Liquidity and Capital Resources
Cash Flows
During fiscal 2012, cash provided by operations was $632.4 million, compared to cash provided by
operations of $624.7 million in fiscal 2011. The increase in cash provided by operations of $7.7 million from
fiscal 2011 to fiscal 2012 was primarily due to an increase in cash provided by working capital of $54.8 million,
primarily driven by a change in the timing of payments of accounts payable and other prepaid expenses, offset
partially by higher inventory purchases in fiscal 2012. The higher inventory purchases in fiscal 2012 were
primarily due to purchases to support the Company’s new mobile business. This increase in cash provided by
working capital was partially offset by a decrease in cash from net earnings after adjusting for non-cash items.
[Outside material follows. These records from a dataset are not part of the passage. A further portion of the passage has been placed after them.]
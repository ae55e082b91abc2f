//! Reference corpus: chapters (surahs) of numbered verses (ayat).
//!
//! The corpus is loaded once through a [`CorpusProvider`] and then only read.
//! Every alignment run borrows it immutably, so one `Corpus` can back any
//! number of concurrent runs.

use std::collections::HashMap;
use std::fmt;
use std::fs;
use std::path::{Path, PathBuf};

use serde::{Deserialize, Serialize};
use tracing::{debug, warn};

use crate::error::{Result, SubtitleError};
use crate::normalize::{normalize, normalized_words};

/// Upper bound of chapter ids in the reference text.
pub const MAX_CHAPTER: u32 = 114;

/// Position of a verse in the corpus. Chapter 0 / verse 0 marks an unmatched segment.
#[derive(Debug, Clone, Copy, PartialEq, Eq, Hash, PartialOrd, Ord, Serialize)]
pub struct VerseRef {
    pub chapter: u32,
    pub verse: u32,
}

impl VerseRef {
    pub const UNMATCHED: VerseRef = VerseRef {
        chapter: 0,
        verse: 0,
    };

    pub const fn new(chapter: u32, verse: u32) -> Self {
        Self { chapter, verse }
    }

    pub fn is_unmatched(&self) -> bool {
        self.chapter == 0
    }
}

impl fmt::Display for VerseRef {
    fn fmt(&self, f: &mut fmt::Formatter<'_>) -> fmt::Result {
        write!(f, "{}:{}", self.chapter, self.verse)
    }
}

#[derive(Debug, Clone, PartialEq)]
pub struct Verse {
    pub reference: VerseRef,
    /// Reference text with diacritics, used for display.
    pub text: String,
    /// Diacritic-free text, used for scoring.
    pub normalized: String,
    pub words: Vec<String>,
}

impl Verse {
    pub fn new(reference: VerseRef, text: impl Into<String>) -> Self {
        let text = text.into();
        Self {
            reference,
            normalized: normalize(&text),
            words: normalized_words(&text),
            text,
        }
    }
}

#[derive(Debug, Clone, PartialEq, Eq, Serialize)]
pub struct ChapterInfo {
    pub id: u32,
    pub name: String,
    pub name_en: Option<String>,
    pub verse_count: u32,
}

impl ChapterInfo {
    pub fn new(id: u32, name: impl Into<String>, verse_count: u32) -> Self {
        Self {
            id,
            name: name.into(),
            name_en: None,
            verse_count,
        }
    }
}

/// Source of the reference text.
pub trait CorpusProvider: Send + Sync {
    /// Chapter index, ordered by id.
    fn chapters(&self) -> Result<Vec<ChapterInfo>>;

    /// Verse texts of one chapter; position `i` holds verse `i + 1`.
    fn verses(&self, chapter: u32) -> Result<Vec<String>>;
}

#[derive(Debug, Default)]
pub struct Corpus {
    chapters: Vec<ChapterInfo>,
    verses: HashMap<u32, Vec<Verse>>,
}

impl Corpus {
    /// Loads every chapter of the provider's index.
    ///
    /// A chapter whose verses cannot be read is kept with zero verses.
    pub fn load(provider: &dyn CorpusProvider) -> Result<Self> {
        let mut chapters = provider.chapters()?;
        chapters.sort_by_key(|c| c.id);

        let mut verses = HashMap::with_capacity(chapters.len());
        for chapter in &chapters {
            let texts = match provider.verses(chapter.id) {
                Ok(texts) => texts,
                Err(e) => {
                    warn!(chapter = chapter.id, error = %e, "chapter verses unavailable, treating as empty");
                    Vec::new()
                }
            };
            if !texts.is_empty() && texts.len() != chapter.verse_count as usize {
                warn!(
                    chapter = chapter.id,
                    expected = chapter.verse_count,
                    found = texts.len(),
                    "verse count differs from chapter index"
                );
            }
            verses.insert(chapter.id, build_verses(chapter.id, texts));
        }

        debug!(chapters = chapters.len(), "corpus loaded");
        Ok(Self { chapters, verses })
    }

    /// Builds a corpus from chapters and their verse texts.
    pub fn from_chapters<I, T>(chapters: I) -> Self
    where
        I: IntoIterator<Item = (ChapterInfo, Vec<T>)>,
        T: Into<String>,
    {
        let mut corpus = Self::default();
        for (info, texts) in chapters {
            corpus.verses.insert(info.id, build_verses(info.id, texts));
            corpus.chapters.push(info);
        }
        corpus.chapters.sort_by_key(|c| c.id);
        corpus
    }

    pub fn chapters(&self) -> &[ChapterInfo] {
        &self.chapters
    }

    pub fn chapter_count(&self) -> usize {
        self.chapters.len()
    }

    pub fn chapter(&self, id: u32) -> Option<&ChapterInfo> {
        self.chapters.iter().find(|c| c.id == id)
    }

    /// Verses of `chapter`, empty when the chapter is unknown or failed to load.
    pub fn verses(&self, chapter: u32) -> &[Verse] {
        self.verses.get(&chapter).map(Vec::as_slice).unwrap_or(&[])
    }

    pub fn verse(&self, r: VerseRef) -> Option<&Verse> {
        let idx = r.verse.checked_sub(1)? as usize;
        self.verses(r.chapter).get(idx)
    }
}

fn build_verses<T: Into<String>>(chapter: u32, texts: Vec<T>) -> Vec<Verse> {
    (1..)
        .zip(texts)
        .map(|(n, text)| Verse::new(VerseRef::new(chapter, n), text))
        .collect()
}

// On-disk layout:
//   <root>/surahs.json                 {"result": [{"id", "name": {"ar", "en"}, "verses_count"}]}
//   <root>/json/surah/surah_<id>.json  {"verses": [{"text": {"ar": "..."}}]}

#[derive(Deserialize)]
struct ChapterIndexFile {
    #[serde(default)]
    result: Vec<ChapterEntry>,
}

#[derive(Deserialize)]
struct ChapterEntry {
    id: u32,
    name: LocalizedText,
    #[serde(default)]
    verses_count: u32,
}

#[derive(Deserialize)]
struct LocalizedText {
    ar: String,
    #[serde(default)]
    en: Option<String>,
}

#[derive(Deserialize)]
struct ChapterFile {
    #[serde(default)]
    verses: Vec<VerseEntry>,
}

#[derive(Deserialize)]
struct VerseEntry {
    text: LocalizedText,
}

/// Reads the corpus from a directory of JSON files.
#[derive(Debug, Clone)]
pub struct JsonDirProvider {
    root: PathBuf,
}

impl JsonDirProvider {
    pub fn new(root: impl Into<PathBuf>) -> Self {
        Self { root: root.into() }
    }

    pub fn index_path(&self) -> PathBuf {
        self.root.join("surahs.json")
    }

    pub fn chapter_path(&self, chapter: u32) -> PathBuf {
        self.root
            .join("json")
            .join("surah")
            .join(format!("surah_{chapter}.json"))
    }
}

fn read_json<T: for<'de> Deserialize<'de>>(path: &Path, context: &'static str) -> Result<T> {
    let data = fs::read_to_string(path).map_err(|e| SubtitleError::io(context, path, e))?;
    serde_json::from_str(&data).map_err(|e| SubtitleError::json(context, path, e))
}

impl CorpusProvider for JsonDirProvider {
    fn chapters(&self) -> Result<Vec<ChapterInfo>> {
        let path = self.index_path();
        let index: ChapterIndexFile =
            read_json(&path, "reading chapter index").map_err(|e| {
                SubtitleError::CorpusUnavailable {
                    path: path.clone(),
                    reason: e.to_string(),
                }
            })?;

        Ok(index
            .result
            .into_iter()
            .filter(|c| (1..=MAX_CHAPTER).contains(&c.id))
            .map(|c| ChapterInfo {
                id: c.id,
                name: c.name.ar,
                name_en: c.name.en,
                verse_count: c.verses_count,
            })
            .collect())
    }

    fn verses(&self, chapter: u32) -> Result<Vec<String>> {
        let file: ChapterFile = read_json(&self.chapter_path(chapter), "reading chapter verses")?;
        Ok(file.verses.into_iter().map(|v| v.text.ar).collect())
    }
}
During fiscal 2011, cash provided by operations was $624.7 million, compared to cash provided by
operations of $591.2 million in fiscal 2010. The increase in cash provided by operations of $33.5 million from
fiscal 2010 to fiscal 2011 was primarily due to a decrease in cash used for working capital purposes of $49.6
million, primarily driven by lower inventory purchases in fiscal 2011 and the related effects on payments of
accounts payable. The lower inventory purchases were due to lower hardware sales in fiscal 2011, and inventory
management initiatives. Inventory turnover was relatively consistent from fiscal 2010 to fiscal 2011. Also
contributing to the change in cash flows from operating activities for fiscal 2011 compared to fiscal 2010 was the
increase in accrued liabilities, including customer liabilities, primarily related to the growth of the Company’s
PowerUp Rewards program.
Cash used in investing activities was $152.7 million in fiscal 2012, $201.6 million in fiscal 2011 and
$240.1 million in fiscal 2010. During fiscal 2012, the Company used $139.6 million for capital expenditures
primarily to open 146 stores in the U.S. and internationally and to invest in information systems and digital
initiatives. During fiscal 2011, the Company used $165.1 million for capital expenditures primarily to invest in
information systems, distribution center capacity and e-commerce, digital and loyalty program initiatives and to
open 285 stores in the U.S. and internationally. In addition, during fiscal 2011, the Company used $30.1 million
for acquisitions in support of the Company’s digital initiatives. During fiscal 2010, the Company used
$197.6 million for capital expenditures primarily to open 359 stores and to invest in information systems and
$38.1 million for acquisitions in support of the Company’s digital initiatives.